When a line in the material contains the word "Preprocessor", copy it.

> **Given entries**:
==========
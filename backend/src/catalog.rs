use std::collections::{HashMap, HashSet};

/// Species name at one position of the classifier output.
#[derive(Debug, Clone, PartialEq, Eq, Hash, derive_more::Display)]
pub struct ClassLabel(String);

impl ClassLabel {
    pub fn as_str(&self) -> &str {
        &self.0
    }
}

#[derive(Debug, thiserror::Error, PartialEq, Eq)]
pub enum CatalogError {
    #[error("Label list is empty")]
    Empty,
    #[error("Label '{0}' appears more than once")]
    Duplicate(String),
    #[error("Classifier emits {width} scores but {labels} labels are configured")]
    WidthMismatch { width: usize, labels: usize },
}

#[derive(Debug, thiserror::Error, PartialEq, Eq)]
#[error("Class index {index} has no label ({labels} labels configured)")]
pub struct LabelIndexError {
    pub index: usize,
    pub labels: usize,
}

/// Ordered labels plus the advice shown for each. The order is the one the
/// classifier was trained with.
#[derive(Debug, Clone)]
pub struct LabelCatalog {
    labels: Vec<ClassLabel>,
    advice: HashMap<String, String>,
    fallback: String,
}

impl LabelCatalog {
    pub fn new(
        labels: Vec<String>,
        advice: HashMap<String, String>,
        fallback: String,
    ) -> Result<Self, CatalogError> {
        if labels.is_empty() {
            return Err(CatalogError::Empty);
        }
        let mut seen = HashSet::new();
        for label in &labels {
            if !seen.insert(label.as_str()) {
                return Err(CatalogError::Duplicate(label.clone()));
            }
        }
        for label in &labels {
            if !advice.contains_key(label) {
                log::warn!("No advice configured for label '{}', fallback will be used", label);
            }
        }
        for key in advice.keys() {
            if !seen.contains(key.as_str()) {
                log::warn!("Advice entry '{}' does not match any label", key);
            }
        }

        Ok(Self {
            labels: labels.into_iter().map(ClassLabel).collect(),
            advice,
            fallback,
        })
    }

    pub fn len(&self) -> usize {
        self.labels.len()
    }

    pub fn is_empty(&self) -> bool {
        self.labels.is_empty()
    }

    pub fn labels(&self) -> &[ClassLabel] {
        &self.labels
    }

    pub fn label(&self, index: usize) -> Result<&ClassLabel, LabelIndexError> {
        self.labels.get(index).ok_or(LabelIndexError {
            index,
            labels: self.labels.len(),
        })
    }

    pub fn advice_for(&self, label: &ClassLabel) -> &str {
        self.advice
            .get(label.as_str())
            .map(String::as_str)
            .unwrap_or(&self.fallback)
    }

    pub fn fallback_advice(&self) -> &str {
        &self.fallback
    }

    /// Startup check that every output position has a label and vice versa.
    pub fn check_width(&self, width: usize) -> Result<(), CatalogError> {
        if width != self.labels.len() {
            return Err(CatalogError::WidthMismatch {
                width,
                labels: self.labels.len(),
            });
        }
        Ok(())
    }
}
==========
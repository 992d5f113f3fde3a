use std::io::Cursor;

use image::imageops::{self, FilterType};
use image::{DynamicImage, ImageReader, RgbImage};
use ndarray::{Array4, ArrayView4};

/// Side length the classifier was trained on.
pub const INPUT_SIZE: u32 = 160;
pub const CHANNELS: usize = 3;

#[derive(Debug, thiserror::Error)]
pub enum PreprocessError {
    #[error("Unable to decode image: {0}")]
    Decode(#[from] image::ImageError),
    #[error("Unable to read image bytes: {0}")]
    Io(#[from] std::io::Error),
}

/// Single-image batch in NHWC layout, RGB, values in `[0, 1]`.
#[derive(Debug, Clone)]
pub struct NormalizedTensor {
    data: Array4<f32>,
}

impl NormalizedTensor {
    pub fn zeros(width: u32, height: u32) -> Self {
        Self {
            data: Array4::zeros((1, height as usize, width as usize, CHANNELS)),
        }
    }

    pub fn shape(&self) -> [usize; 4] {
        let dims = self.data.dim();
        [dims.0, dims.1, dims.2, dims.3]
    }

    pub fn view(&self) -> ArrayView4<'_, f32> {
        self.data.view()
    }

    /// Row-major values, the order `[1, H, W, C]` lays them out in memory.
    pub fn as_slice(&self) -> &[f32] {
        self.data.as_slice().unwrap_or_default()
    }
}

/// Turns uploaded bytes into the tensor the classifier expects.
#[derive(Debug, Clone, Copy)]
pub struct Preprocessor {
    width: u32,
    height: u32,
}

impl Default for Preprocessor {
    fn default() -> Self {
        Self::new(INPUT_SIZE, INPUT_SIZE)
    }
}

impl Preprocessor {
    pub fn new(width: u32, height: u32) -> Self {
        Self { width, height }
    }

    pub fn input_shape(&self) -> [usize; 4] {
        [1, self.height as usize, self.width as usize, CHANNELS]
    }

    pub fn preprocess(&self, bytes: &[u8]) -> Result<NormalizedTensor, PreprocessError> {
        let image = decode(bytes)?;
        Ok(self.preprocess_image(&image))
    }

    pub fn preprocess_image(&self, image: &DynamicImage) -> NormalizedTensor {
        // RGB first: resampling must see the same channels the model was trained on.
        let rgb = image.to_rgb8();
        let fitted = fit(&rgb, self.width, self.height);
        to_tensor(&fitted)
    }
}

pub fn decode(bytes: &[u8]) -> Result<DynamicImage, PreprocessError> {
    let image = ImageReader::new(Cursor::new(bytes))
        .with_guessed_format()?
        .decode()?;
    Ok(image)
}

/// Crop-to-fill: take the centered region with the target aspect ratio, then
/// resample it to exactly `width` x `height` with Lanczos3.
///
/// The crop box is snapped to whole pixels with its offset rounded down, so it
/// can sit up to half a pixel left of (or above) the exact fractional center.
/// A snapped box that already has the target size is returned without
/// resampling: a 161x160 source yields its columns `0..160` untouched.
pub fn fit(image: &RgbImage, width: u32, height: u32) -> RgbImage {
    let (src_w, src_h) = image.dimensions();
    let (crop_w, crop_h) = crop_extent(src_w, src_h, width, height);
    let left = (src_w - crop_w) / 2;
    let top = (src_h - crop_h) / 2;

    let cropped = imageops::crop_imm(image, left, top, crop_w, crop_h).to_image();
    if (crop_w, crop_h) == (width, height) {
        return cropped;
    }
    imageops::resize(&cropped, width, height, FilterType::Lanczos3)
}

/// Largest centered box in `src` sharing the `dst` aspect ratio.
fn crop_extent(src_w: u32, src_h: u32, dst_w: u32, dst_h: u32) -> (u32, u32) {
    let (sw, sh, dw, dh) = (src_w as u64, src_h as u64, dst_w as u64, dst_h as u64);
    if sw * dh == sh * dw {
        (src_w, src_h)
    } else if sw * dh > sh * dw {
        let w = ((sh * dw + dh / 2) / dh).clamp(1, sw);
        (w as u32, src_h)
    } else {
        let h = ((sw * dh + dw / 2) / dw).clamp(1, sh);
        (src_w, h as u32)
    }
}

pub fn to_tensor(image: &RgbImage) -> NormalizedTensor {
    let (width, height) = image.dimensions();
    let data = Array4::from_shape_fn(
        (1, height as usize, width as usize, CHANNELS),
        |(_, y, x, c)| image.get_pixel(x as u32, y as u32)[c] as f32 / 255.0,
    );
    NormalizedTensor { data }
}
==========
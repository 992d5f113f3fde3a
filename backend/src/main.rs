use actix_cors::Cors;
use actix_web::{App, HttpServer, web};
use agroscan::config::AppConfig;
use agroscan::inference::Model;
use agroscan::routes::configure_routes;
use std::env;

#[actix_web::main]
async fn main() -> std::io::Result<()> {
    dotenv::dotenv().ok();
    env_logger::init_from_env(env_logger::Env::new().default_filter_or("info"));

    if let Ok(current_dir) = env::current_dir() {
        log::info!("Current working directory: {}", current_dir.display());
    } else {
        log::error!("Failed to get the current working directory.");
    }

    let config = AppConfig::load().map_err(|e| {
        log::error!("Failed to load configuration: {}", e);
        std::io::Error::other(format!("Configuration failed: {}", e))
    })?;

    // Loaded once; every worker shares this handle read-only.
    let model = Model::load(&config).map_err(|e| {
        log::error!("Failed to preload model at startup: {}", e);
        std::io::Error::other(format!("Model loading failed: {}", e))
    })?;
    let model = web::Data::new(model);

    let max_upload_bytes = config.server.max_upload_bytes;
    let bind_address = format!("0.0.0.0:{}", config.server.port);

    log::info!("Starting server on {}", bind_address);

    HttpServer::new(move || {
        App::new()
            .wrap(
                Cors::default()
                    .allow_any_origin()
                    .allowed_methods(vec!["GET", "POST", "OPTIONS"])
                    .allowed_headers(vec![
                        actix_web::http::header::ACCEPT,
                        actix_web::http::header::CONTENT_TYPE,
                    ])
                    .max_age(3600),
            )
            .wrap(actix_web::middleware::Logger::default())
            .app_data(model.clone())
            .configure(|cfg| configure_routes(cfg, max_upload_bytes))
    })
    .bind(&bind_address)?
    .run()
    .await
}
==========
> **The answer**:
pub struct Preprocessor {
impl Default for Preprocessor {
impl Preprocessor {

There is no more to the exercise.